The all-important Consumer Price Index (CPI) data from the United Kingdom (UK) will be published on Wednesday, August 16. The Bank of England (BoE) raised its policy rate by 25 basis points to 5.25% in August but Governor Andrew Bailey refrained from committing to further policy tightening in the post-meeting press conference. Inflation developments in the UK could influence the BoE’s rate outlook and impact Pound Sterling's valuation.
In the latest projections, the BoE revised inflation forecasts lower. The bank now expects inflation to fall to 4.93% by the fourth quarter of 2023, lower than the May estimate of 5.12%, and sees inflation retreating to 2.82% in one year’s time, compared to 3.38% in May.
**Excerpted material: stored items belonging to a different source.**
//! Core types for walkwithme.

pub mod completion;
pub mod message;

pub use completion::*;
pub use message::*;
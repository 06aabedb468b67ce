//! Origin allow-list and CORS response headers.

use axum::http::header::{
    ACCESS_CONTROL_ALLOW_HEADERS, ACCESS_CONTROL_ALLOW_METHODS, ACCESS_CONTROL_ALLOW_ORIGIN,
    ORIGIN, VARY,
};
use axum::http::{HeaderMap, HeaderValue};

pub const ALLOW_METHODS: &str = "POST, OPTIONS";
pub const ALLOW_HEADERS: &str = "Content-Type, Authorization";

/// Value used when a request carries no `Origin` header, matching what
/// browsers send for opaque origins.
pub const NULL_ORIGIN: &str = "null";

/// Exact-match origin allow-list.
#[derive(Debug, Clone)]
pub struct OriginPolicy {
    allowed: Vec<String>,
}

impl OriginPolicy {
    pub fn new(allowed: impl IntoIterator<Item = impl Into<String>>) -> Self {
        Self {
            allowed: allowed.into_iter().map(Into::into).collect(),
        }
    }

    pub fn is_allowed(&self, origin: &str) -> bool {
        self.allowed.iter().any(|o| o == origin)
    }

    /// Origin to echo back: the caller's when allowed, otherwise the first
    /// allow-listed entry.
    pub fn echo_origin<'a>(&'a self, origin: &'a str) -> Option<&'a str> {
        if self.is_allowed(origin) {
            Some(origin)
        } else {
            self.allowed.first().map(String::as_str)
        }
    }

    /// CORS headers attached to every relay response, rejected ones included.
    pub fn headers(&self, origin: &str) -> HeaderMap {
        let mut headers = HeaderMap::new();
        if let Some(value) = self
            .echo_origin(origin)
            .and_then(|o| HeaderValue::from_str(o).ok())
        {
            headers.insert(ACCESS_CONTROL_ALLOW_ORIGIN, value);
        }
        headers.insert(
            ACCESS_CONTROL_ALLOW_METHODS,
            HeaderValue::from_static(ALLOW_METHODS),
        );
        headers.insert(
            ACCESS_CONTROL_ALLOW_HEADERS,
            HeaderValue::from_static(ALLOW_HEADERS),
        );
        headers.insert(VARY, HeaderValue::from_static("Origin"));
        headers
    }
}

/// The request's `Origin`, or `"null"` when absent or not valid text.
pub fn request_origin(headers: &HeaderMap) -> String {
    headers
        .get(ORIGIN)
        .and_then(|v| v.to_str().ok())
        .unwrap_or(NULL_ORIGIN)
        .to_string()
}
//! Stateless relay between browser clients and the upstream LLM API.
//!
//! Every request is handled independently: method dispatch, origin check,
//! credential check, body validation, then a single upstream call whose
//! status and body are passed back verbatim. Rejections are ordinary JSON
//! responses; nothing in the pipeline returns an error to axum.

pub mod cors;
pub mod upstream;

pub use cors::{request_origin, OriginPolicy};
pub use upstream::{UpstreamClient, UpstreamReply};

use std::net::SocketAddr;
use std::sync::Arc;

use axum::body::{Body, Bytes};
use axum::extract::State;
use axum::http::header::CONTENT_TYPE;
use axum::http::{HeaderMap, HeaderValue, Method, StatusCode};
use axum::response::{IntoResponse, Response};
use axum::routing::any;
use axum::{Json, Router};
use serde::Serialize;
use serde_json::Value;
use tokio::net::TcpListener;
use tracing::{info, info_span, warn, Instrument};
use uuid::Uuid;

use crate::config::RelayConfig;
use crate::error::{ChatError, ErrorBody, Result};

/// Shared, immutable relay state.
#[derive(Clone)]
pub struct RelayState {
    config: Arc<RelayConfig>,
    policy: OriginPolicy,
    upstream: UpstreamClient,
}

impl RelayState {
    pub fn new(config: RelayConfig) -> Self {
        let policy = OriginPolicy::new(config.allowed_origins.clone());
        let upstream = UpstreamClient::new(config.completions_url());
        Self {
            config: Arc::new(config),
            policy,
            upstream,
        }
    }
}

#[derive(Serialize)]
struct HealthResponse<'a> {
    ok: bool,
    service: &'a str,
}

/// Router answering on every path; the relay ignores the request path.
pub fn build_router(state: RelayState) -> Router {
    Router::new()
        .route("/", any(relay_handler))
        .route("/*path", any(relay_handler))
        .with_state(state)
}

/// Bind `config.bind_addr` and serve until Ctrl-C.
pub async fn serve(config: RelayConfig) -> Result<()> {
    let addr: SocketAddr = config.bind_addr.parse().map_err(|_| {
        ChatError::Configuration(format!("invalid bind address '{}'", config.bind_addr))
    })?;
    let listener = TcpListener::bind(addr).await?;
    info!(%addr, service = %config.service_name, "relay listening");

    axum::serve(listener, build_router(RelayState::new(config)))
        .with_graceful_shutdown(shutdown_signal())
        .await?;
    Ok(())
}

/// Serve on an already bound listener until the process exits.
pub async fn serve_listener(listener: TcpListener, config: RelayConfig) -> Result<()> {
    axum::serve(listener, build_router(RelayState::new(config))).await?;
    Ok(())
}

async fn shutdown_signal() {
    if let Err(err) = tokio::signal::ctrl_c().await {
        warn!(error = %err, "failed to listen for shutdown signal");
        std::future::pending::<()>().await;
    }
    info!("relay shutting down");
}

async fn relay_handler(
    State(state): State<RelayState>,
    method: Method,
    headers: HeaderMap,
    body: Bytes,
) -> Response {
    let span = info_span!("relay", request_id = %Uuid::new_v4(), %method);
    handle(state, method, headers, body).instrument(span).await
}

async fn handle(state: RelayState, method: Method, headers: HeaderMap, body: Bytes) -> Response {
    let origin = request_origin(&headers);
    let cors = state.policy.headers(&origin);
    let allowed = state.policy.is_allowed(&origin);

    if method == Method::OPTIONS {
        let status = if allowed {
            StatusCode::NO_CONTENT
        } else {
            warn!(%origin, "preflight from disallowed origin");
            StatusCode::FORBIDDEN
        };
        return (status, cors, Body::empty()).into_response();
    }

    if method == Method::GET {
        let health = HealthResponse {
            ok: true,
            service: &state.config.service_name,
        };
        return (StatusCode::OK, json_headers(cors), Json(health)).into_response();
    }

    if !allowed {
        warn!(%origin, "request from disallowed origin");
        return error_response(StatusCode::FORBIDDEN, cors, "Forbidden origin");
    }

    let Some(api_key) = state.config.api_key() else {
        warn!("upstream credential is not configured");
        return error_response(
            StatusCode::INTERNAL_SERVER_ERROR,
            cors,
            "Missing OPENAI_API_KEY",
        );
    };

    let Some(payload) = parse_body(&body) else {
        return error_response(StatusCode::BAD_REQUEST, cors, "Invalid JSON");
    };

    let messages = match payload.get("messages").and_then(Value::as_array) {
        Some(messages) if !messages.is_empty() => messages,
        _ => return error_response(StatusCode::BAD_REQUEST, cors, "No messages provided"),
    };

    let model = select_model(&payload, &state.config.default_model);

    match state.upstream.forward(api_key, &model, messages).await {
        Ok(reply) => {
            info!(status = reply.status, %model, "upstream replied");
            let status = StatusCode::from_u16(reply.status).unwrap_or(StatusCode::BAD_GATEWAY);
            (status, json_headers(cors), Body::from(reply.body)).into_response()
        }
        Err(err) => {
            warn!(error = %err, "upstream unreachable");
            error_response(StatusCode::BAD_GATEWAY, cors, &err.to_string())
        }
    }
}

/// Raw body as JSON; an empty body reads as `{}`.
fn parse_body(body: &[u8]) -> Option<Value> {
    if body.is_empty() {
        return Some(Value::Object(Default::default()));
    }
    let text = std::str::from_utf8(body).ok()?;
    serde_json::from_str(text).ok()
}

/// Caller's trimmed `model` when it is a non-blank string, else the default.
fn select_model(payload: &Value, default_model: &str) -> String {
    payload
        .get("model")
        .and_then(Value::as_str)
        .map(str::trim)
        .filter(|m| !m.is_empty())
        .unwrap_or(default_model)
        .to_string()
}

fn json_headers(mut headers: HeaderMap) -> HeaderMap {
    headers.insert(CONTENT_TYPE, HeaderValue::from_static("application/json"));
    headers
}

fn error_response(status: StatusCode, cors: HeaderMap, message: &str) -> Response {
    (status, json_headers(cors), Json(ErrorBody::new(message))).into_response()
}
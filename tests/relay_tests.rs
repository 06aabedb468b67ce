//! Tests for the relay router against a mocked upstream.

use axum::body::{to_bytes, Body};
use axum::http::header::{ACCESS_CONTROL_ALLOW_ORIGIN, CONTENT_TYPE, ORIGIN, VARY};
use axum::http::{Request, StatusCode};
use axum::response::Response;
use axum::Router;
use serde_json::{json, Value};
use tower::ServiceExt;
use wiremock::matchers::{body_json, header, method, path};
use wiremock::{Mock, MockServer, ResponseTemplate};

use walkwithme::config::RelayConfig;
use walkwithme::relay::{build_router, RelayState};

const ALLOWED: &str = "https://walkwithme.kr";
const BODY_LIMIT: usize = 1_048_576;

fn config(upstream: &str) -> RelayConfig {
    let mut config = RelayConfig::default();
    config.upstream_base_url = format!("{upstream}/v1");
    config.set_api_key("sk-test");
    config
}

fn router(config: RelayConfig) -> Router {
    build_router(RelayState::new(config))
}

fn post(origin: Option<&str>, body: impl Into<Body>) -> Request<Body> {
    let mut builder = Request::builder()
        .method("POST")
        .uri("/")
        .header(CONTENT_TYPE, "application/json");
    if let Some(origin) = origin {
        builder = builder.header(ORIGIN, origin);
    }
    builder.body(body.into()).expect("build request")
}

async fn body_text(response: Response) -> String {
    let bytes = to_bytes(response.into_body(), BODY_LIMIT)
        .await
        .expect("read body");
    String::from_utf8(bytes.to_vec()).expect("utf8 body")
}

async fn json_body(response: Response) -> Value {
    serde_json::from_str(&body_text(response).await).expect("parse json")
}

fn conversation() -> Value {
    json!({
        "messages": [
            { "role": "system", "content": "be kind" },
            { "role": "user", "content": "hello" }
        ]
    })
}

#[tokio::test]
async fn preflight_from_allowed_origin_is_no_content() {
    let app = router(RelayConfig::default());
    let request = Request::builder()
        .method("OPTIONS")
        .uri("/")
        .header(ORIGIN, "http://localhost:3000")
        .body(Body::empty())
        .unwrap();

    let response = app.oneshot(request).await.expect("router call");

    assert_eq!(response.status(), StatusCode::NO_CONTENT);
    assert_eq!(
        response.headers()[ACCESS_CONTROL_ALLOW_ORIGIN],
        "http://localhost:3000"
    );
    assert_eq!(
        response.headers()["access-control-allow-methods"],
        "POST, OPTIONS"
    );
    assert_eq!(
        response.headers()["access-control-allow-headers"],
        "Content-Type, Authorization"
    );
    assert_eq!(response.headers()[VARY], "Origin");
}

#[tokio::test]
async fn preflight_from_unknown_origin_is_forbidden_with_cors_headers() {
    let app = router(RelayConfig::default());
    let request = Request::builder()
        .method("OPTIONS")
        .uri("/")
        .header(ORIGIN, "https://evil.example")
        .body(Body::empty())
        .unwrap();

    let response = app.oneshot(request).await.expect("router call");

    assert_eq!(response.status(), StatusCode::FORBIDDEN);
    assert_eq!(response.headers()[ACCESS_CONTROL_ALLOW_ORIGIN], ALLOWED);
    assert_eq!(response.headers()[VARY], "Origin");
}

#[tokio::test]
async fn get_is_a_liveness_probe() {
    let app = router(RelayConfig::default());
    let request = Request::builder()
        .method("GET")
        .uri("/")
        .header(ORIGIN, "https://evil.example")
        .body(Body::empty())
        .unwrap();

    let response = app.oneshot(request).await.expect("router call");

    assert_eq!(response.status(), StatusCode::OK);
    assert_eq!(response.headers()[CONTENT_TYPE], "application/json");
    assert_eq!(
        json_body(response).await,
        json!({ "ok": true, "service": "walkwithme-api" })
    );
}

#[tokio::test]
async fn disallowed_origin_is_rejected_before_upstream() {
    let server = MockServer::start().await;
    Mock::given(method("POST"))
        .respond_with(ResponseTemplate::new(200))
        .expect(0)
        .mount(&server)
        .await;
    let app = router(config(&server.uri()));

    let response = app
        .oneshot(post(Some("https://evil.example"), conversation().to_string()))
        .await
        .expect("router call");

    assert_eq!(response.status(), StatusCode::FORBIDDEN);
    assert_eq!(response.headers()[ACCESS_CONTROL_ALLOW_ORIGIN], ALLOWED);
    let body = json_body(response).await;
    assert_eq!(body["error"], "Forbidden origin");
}

#[tokio::test]
async fn missing_credential_is_server_error() {
    let mut config = RelayConfig::default();
    config.api_key = None;
    let app = router(config);

    let response = app
        .oneshot(post(Some(ALLOWED), conversation().to_string()))
        .await
        .expect("router call");

    assert_eq!(response.status(), StatusCode::INTERNAL_SERVER_ERROR);
    assert_eq!(response.headers()[ACCESS_CONTROL_ALLOW_ORIGIN], ALLOWED);
    assert_eq!(
        json_body(response).await,
        json!({ "error": "Missing OPENAI_API_KEY" })
    );
}

#[tokio::test]
async fn malformed_body_is_bad_request() {
    let app = router(config("http://127.0.0.1:9"));

    let response = app
        .oneshot(post(Some(ALLOWED), "{not json"))
        .await
        .expect("router call");

    assert_eq!(response.status(), StatusCode::BAD_REQUEST);
    assert_eq!(json_body(response).await, json!({ "error": "Invalid JSON" }));
}

#[tokio::test]
async fn empty_body_and_empty_messages_are_rejected() {
    for body in ["", "{}", r#"{"messages":[]}"#, r#"{"messages":"hi"}"#, "null"] {
        let app = router(config("http://127.0.0.1:9"));
        let response = app
            .oneshot(post(Some(ALLOWED), body))
            .await
            .expect("router call");

        assert_eq!(response.status(), StatusCode::BAD_REQUEST, "body: {body}");
        assert_eq!(
            json_body(response).await,
            json!({ "error": "No messages provided" })
        );
    }
}

#[tokio::test]
async fn valid_request_is_forwarded_and_passed_through_verbatim() {
    let server = MockServer::start().await;
    let upstream_body =
        r#"{"id":"chatcmpl-1","choices":[{"index":0,"message":{"role":"assistant","content":"Hi!"}}]}"#;
    Mock::given(method("POST"))
        .and(path("/v1/chat/completions"))
        .and(header("authorization", "Bearer sk-test"))
        .and(body_json(json!({
            "model": "gpt-5-mini",
            "messages": [
                { "role": "system", "content": "be kind" },
                { "role": "user", "content": "hello" }
            ]
        })))
        .respond_with(ResponseTemplate::new(200).set_body_string(upstream_body))
        .expect(1)
        .mount(&server)
        .await;
    let app = router(config(&server.uri()));

    let response = app
        .oneshot(post(Some(ALLOWED), conversation().to_string()))
        .await
        .expect("router call");

    assert_eq!(response.status(), StatusCode::OK);
    assert_eq!(response.headers()[ACCESS_CONTROL_ALLOW_ORIGIN], ALLOWED);
    assert_eq!(response.headers()[CONTENT_TYPE], "application/json");
    assert_eq!(body_text(response).await, upstream_body);
}

#[tokio::test]
async fn non_utf8_upstream_body_is_relayed_byte_for_byte() {
    let server = MockServer::start().await;
    let raw: Vec<u8> = vec![b'{', 0xff, 0xfe, b'}'];
    Mock::given(method("POST"))
        .and(path("/v1/chat/completions"))
        .respond_with(ResponseTemplate::new(200).set_body_bytes(raw.clone()))
        .mount(&server)
        .await;
    let app = router(config(&server.uri()));

    let response = app
        .oneshot(post(Some(ALLOWED), conversation().to_string()))
        .await
        .expect("router call");

    assert_eq!(response.status(), StatusCode::OK);
    let bytes = to_bytes(response.into_body(), BODY_LIMIT)
        .await
        .expect("read body");
    assert_eq!(bytes.to_vec(), raw);
}

#[tokio::test]
async fn caller_model_is_trimmed_and_extra_message_fields_survive() {
    let server = MockServer::start().await;
    Mock::given(method("POST"))
        .and(path("/v1/chat/completions"))
        .and(body_json(json!({
            "model": "gpt-4o",
            "messages": [{ "role": "user", "content": "hi", "name": "sun" }]
        })))
        .respond_with(ResponseTemplate::new(200).set_body_string("{}"))
        .expect(1)
        .mount(&server)
        .await;
    let app = router(config(&server.uri()));

    let body = json!({
        "model": "  gpt-4o ",
        "messages": [{ "role": "user", "content": "hi", "name": "sun" }]
    });
    let response = app
        .oneshot(post(Some(ALLOWED), body.to_string()))
        .await
        .expect("router call");

    assert_eq!(response.status(), StatusCode::OK);
}

#[tokio::test]
async fn upstream_errors_pass_through_with_status() {
    let server = MockServer::start().await;
    let error_body = r#"{"error":{"message":"Rate limit reached","type":"requests"}}"#;
    Mock::given(method("POST"))
        .and(path("/v1/chat/completions"))
        .respond_with(ResponseTemplate::new(429).set_body_string(error_body))
        .mount(&server)
        .await;
    let app = router(config(&server.uri()));

    let response = app
        .oneshot(post(Some(ALLOWED), conversation().to_string()))
        .await
        .expect("router call");

    assert_eq!(response.status(), StatusCode::TOO_MANY_REQUESTS);
    assert_eq!(response.headers()[ACCESS_CONTROL_ALLOW_ORIGIN], ALLOWED);
    assert_eq!(body_text(response).await, error_body);
}

#[tokio::test]
async fn upstream_is_called_once_even_on_failure() {
    let server = MockServer::start().await;
    Mock::given(method("POST"))
        .respond_with(ResponseTemplate::new(503).set_body_string("{}"))
        .expect(1)
        .mount(&server)
        .await;
    let app = router(config(&server.uri()));

    let response = app
        .oneshot(post(Some(ALLOWED), conversation().to_string()))
        .await
        .expect("router call");

    assert_eq!(response.status(), StatusCode::SERVICE_UNAVAILABLE);
}

#[tokio::test]
async fn unreachable_upstream_is_bad_gateway() {
    // Nothing listens on the discard port.
    let app = router(config("http://127.0.0.1:9"));

    let response = app
        .oneshot(post(Some(ALLOWED), conversation().to_string()))
        .await
        .expect("router call");

    assert_eq!(response.status(), StatusCode::BAD_GATEWAY);
    let body = json_body(response).await;
    assert!(body["error"].is_string());
}

#[tokio::test]
async fn missing_origin_is_treated_as_null() {
    let server = MockServer::start().await;
    Mock::given(method("POST"))
        .respond_with(ResponseTemplate::new(200).set_body_string("{}"))
        .mount(&server)
        .await;

    let response = router(config(&server.uri()))
        .oneshot(post(None, conversation().to_string()))
        .await
        .expect("router call");
    assert_eq!(response.status(), StatusCode::OK);
    assert_eq!(response.headers()[ACCESS_CONTROL_ALLOW_ORIGIN], "null");

    let mut strict = config(&server.uri());
    strict.allowed_origins = vec![ALLOWED.to_string()];
    let response = router(strict)
        .oneshot(post(None, conversation().to_string()))
        .await
        .expect("router call");
    assert_eq!(response.status(), StatusCode::FORBIDDEN);
}

#[tokio::test]
async fn any_path_is_handled_the_same() {
    let app = router(RelayConfig::default());
    let request = Request::builder()
        .method("GET")
        .uri("/some/nested/path")
        .body(Body::empty())
        .unwrap();

    let response = app.oneshot(request).await.expect("router call");

    assert_eq!(response.status(), StatusCode::OK);
}
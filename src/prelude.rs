//! Convenience re-exports for common use.

pub use crate::client::{
    Bubble, BubbleKind, ChatSession, ChatView, RecordingView, RelayTransport, SubmitOutcome,
};
pub use crate::config::{ClientConfig, RelayConfig, Settings};
pub use crate::conversation::{
    ConversationBuffer, FileSnapshotStore, Snapshot, SnapshotStore, MAX_HISTORY, SYSTEM_PROMPT,
};
pub use crate::error::{ChatError, FailureKind, Result};
pub use crate::types::{Message, RelayRequest, Role};
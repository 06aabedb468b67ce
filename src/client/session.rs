//! Chat session driver: runs exchange effects against a view, a transport
//! and a snapshot store.

use std::sync::{Arc, Mutex, MutexGuard};
use std::time::Duration;

use tracing::{debug, info, warn};

use crate::config::ClientConfig;
use crate::conversation::{ConversationBuffer, FileSnapshotStore, SnapshotStore};
use crate::error::{ChatError, FailureKind, Result};
use crate::types::{Message, RelayRequest};
use crate::util::timeout::with_timeout;

use super::exchange::{Effect, Exchange, ExchangeEvent, ExchangeState};
use super::transport::{HttpRelayTransport, RelayTransport};
use super::view::{Bubble, ChatView, COMPOSER_HINT};

/// Result of one submission attempt.
#[derive(Debug, Clone, PartialEq, Eq)]
pub enum SubmitOutcome {
    /// Blank input; nothing was sent.
    Empty,
    /// Another exchange is in flight; nothing was sent.
    Busy,
    /// The reply was appended to the conversation.
    Replied(String),
    /// The relay answered without reply text; the fallback was shown.
    NoReply,
    /// The exchange failed; the notice was shown.
    Failed { kind: FailureKind, message: String },
}

/// One conversation with a single-flight exchange.
///
/// All methods take `&self` so the session can be shared behind an `Arc`;
/// the exchange lock is never held across an await.
pub struct ChatSession {
    exchange: Mutex<Exchange>,
    transport: Arc<dyn RelayTransport>,
    store: Arc<dyn SnapshotStore>,
    view: Arc<dyn ChatView>,
    timeout: Duration,
    model: Option<String>,
}

impl ChatSession {
    pub fn new(
        buffer: ConversationBuffer,
        transport: Arc<dyn RelayTransport>,
        store: Arc<dyn SnapshotStore>,
        view: Arc<dyn ChatView>,
    ) -> Self {
        Self {
            exchange: Mutex::new(Exchange::new(buffer)),
            transport,
            store,
            view,
            timeout: Duration::from_secs(crate::config::DEFAULT_TIMEOUT_SECS),
            model: None,
        }
    }

    /// HTTP transport and file store as described by `config`.
    pub fn from_config(config: &ClientConfig, view: Arc<dyn ChatView>) -> Self {
        let buffer = ConversationBuffer::new().with_max_history(config.max_history);
        let transport = Arc::new(HttpRelayTransport::new(config.endpoint.clone()));
        let store = Arc::new(FileSnapshotStore::new(config.resolved_snapshot_path()));
        Self::new(buffer, transport, store, view)
            .with_timeout(config.timeout())
            .with_model(config.model.clone())
    }

    pub fn with_timeout(mut self, timeout: Duration) -> Self {
        self.timeout = timeout;
        self
    }

    /// Model override forwarded to the relay; `None` lets the relay decide.
    pub fn with_model(mut self, model: Option<String>) -> Self {
        self.model = model.filter(|m| !m.trim().is_empty());
        self
    }

    /// Rehydrate from the store and render the restored history.
    ///
    /// A missing or unreadable snapshot leaves the conversation empty.
    pub fn restore(&self) -> usize {
        let restored = match self.store.load_or_empty() {
            Some(snapshot) => {
                let mut exchange = self.lock();
                match exchange.buffer_mut() {
                    Some(buffer) => {
                        buffer.replace_with(snapshot);
                        buffer.messages().to_vec()
                    }
                    None => Vec::new(),
                }
            }
            None => Vec::new(),
        };
        for message in &restored {
            self.view.render(&Bubble::turn(message.role, message.content.clone()));
        }
        info!(messages = restored.len(), "conversation restored");
        restored.len()
    }

    /// Run one full exchange for `input`.
    pub async fn submit(&self, input: &str) -> SubmitOutcome {
        let (was_idle, effects) = {
            let mut exchange = self.lock();
            let was_idle = exchange.is_idle();
            (was_idle, exchange.handle(ExchangeEvent::Submit(input.to_string())))
        };
        if !was_idle {
            debug!("submission rejected while a reply is pending");
            return SubmitOutcome::Busy;
        }

        // Settles on every exit, including cancellation and panics. A blank
        // submission leaves the exchange idle, so settling it is a no-op.
        let _settle = SettleGuard { session: self };
        let Some(messages) = self.apply(effects) else {
            return SubmitOutcome::Empty;
        };

        let request = RelayRequest {
            messages,
            model: self.model.clone(),
        };
        let result = with_timeout(self.timeout, self.transport.send(&request)).await;

        let (event, outcome) = match result {
            Ok(Some(reply)) if !reply.trim().is_empty() => {
                let text = reply.trim().to_string();
                (
                    ExchangeEvent::Replied(Some(text.clone())),
                    SubmitOutcome::Replied(text),
                )
            }
            Ok(_) => (ExchangeEvent::Replied(None), SubmitOutcome::NoReply),
            Err(err) => {
                warn!(error = %err, "reply exchange failed");
                let kind = err.failure_kind();
                let message = err.user_message();
                (
                    ExchangeEvent::Failed {
                        kind,
                        message: message.clone(),
                    },
                    SubmitOutcome::Failed { kind, message },
                )
            }
        };

        let effects = self.lock().handle(event);
        self.apply(effects);
        outcome
    }

    /// Clear the conversation and its snapshot. Refused mid-exchange.
    pub fn reset(&self) -> Result<()> {
        {
            let mut exchange = self.lock();
            let buffer = exchange.buffer_mut().ok_or_else(|| {
                ChatError::InvalidState("cannot reset while a reply is pending".into())
            })?;
            buffer.clear();
        }
        self.store.clear()
    }

    pub fn state(&self) -> ExchangeState {
        self.lock().state()
    }

    /// Copy of the stored conversation (system message excluded).
    pub fn messages(&self) -> Vec<Message> {
        self.lock().buffer().messages().to_vec()
    }

    /// The payload the next request would carry, were it sent now.
    pub fn request_payload(&self) -> Vec<Message> {
        self.lock().buffer().build_request_payload()
    }

    fn settle(&self) {
        let effects = self.lock().handle(ExchangeEvent::Settled);
        self.apply(effects);
    }

    /// Execute effects in order, returning the request payload if one was
    /// issued. View and store failures are logged and never stop the
    /// remaining effects.
    fn apply(&self, effects: Vec<Effect>) -> Option<Vec<Message>> {
        let mut request = None;
        for effect in effects {
            match effect {
                Effect::FocusComposer => self.view.focus_composer(),
                Effect::Render(bubble) => self.view.render(&bubble),
                Effect::ClearComposer => self.view.clear_composer(),
                Effect::LockComposer => self.view.lock_composer(),
                Effect::ShowPlaceholder(bubble) => self.view.show_placeholder(&bubble),
                Effect::RemovePlaceholder => {
                    if let Err(err) = self.view.remove_placeholder() {
                        warn!(error = %err, "failed to remove thinking placeholder");
                    }
                }
                Effect::Persist(snapshot) => {
                    if let Err(err) = self.store.save(&snapshot) {
                        warn!(error = %err, "failed to persist conversation snapshot");
                    }
                }
                Effect::SendRequest(messages) => request = Some(messages),
                Effect::UnlockComposer => self.view.unlock_composer(COMPOSER_HINT),
            }
        }
        request
    }

    fn lock(&self) -> MutexGuard<'_, Exchange> {
        self.exchange
            .lock()
            .unwrap_or_else(|poisoned| poisoned.into_inner())
    }
}

/// Runs the exchange's cleanup when dropped.
struct SettleGuard<'a> {
    session: &'a ChatSession,
}

impl Drop for SettleGuard<'_> {
    fn drop(&mut self) {
        if std::thread::panicking() {
            warn!("reply exchange panicked; settling");
        }
        self.session.settle();
    }
}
While commenting on the inflation outlook, Bailey told reporters that they were expecting inflation to fall to around 5% in October. The BoE Governor, however, further noted that services price inflation brought unwelcome news since May.
The data from the UK revealed on Tuesday that the basic wage inflation, as measured by the change in Average Earnings Excluding Bonus, hit a new record growth rate of 7.8% in three months through June. The Unemployment Rate in the same period, however, rose to 4.2% from 4%. The rate-sensitive 2-year UK Gilt yield edged higher after these readings, highlighting the impact of hawkish Bank of England bets.
Economists are expecting the headline annual UK Consumer Price Index inflation to fall to 6.8% in July from 7.9% in June. The Core CPI is forecast to tick down to 6.8% from 6.9%. On a monthly basis, Britain’s CPI inflation is seen declining 0.5% following the 0.1% growth recorded in June.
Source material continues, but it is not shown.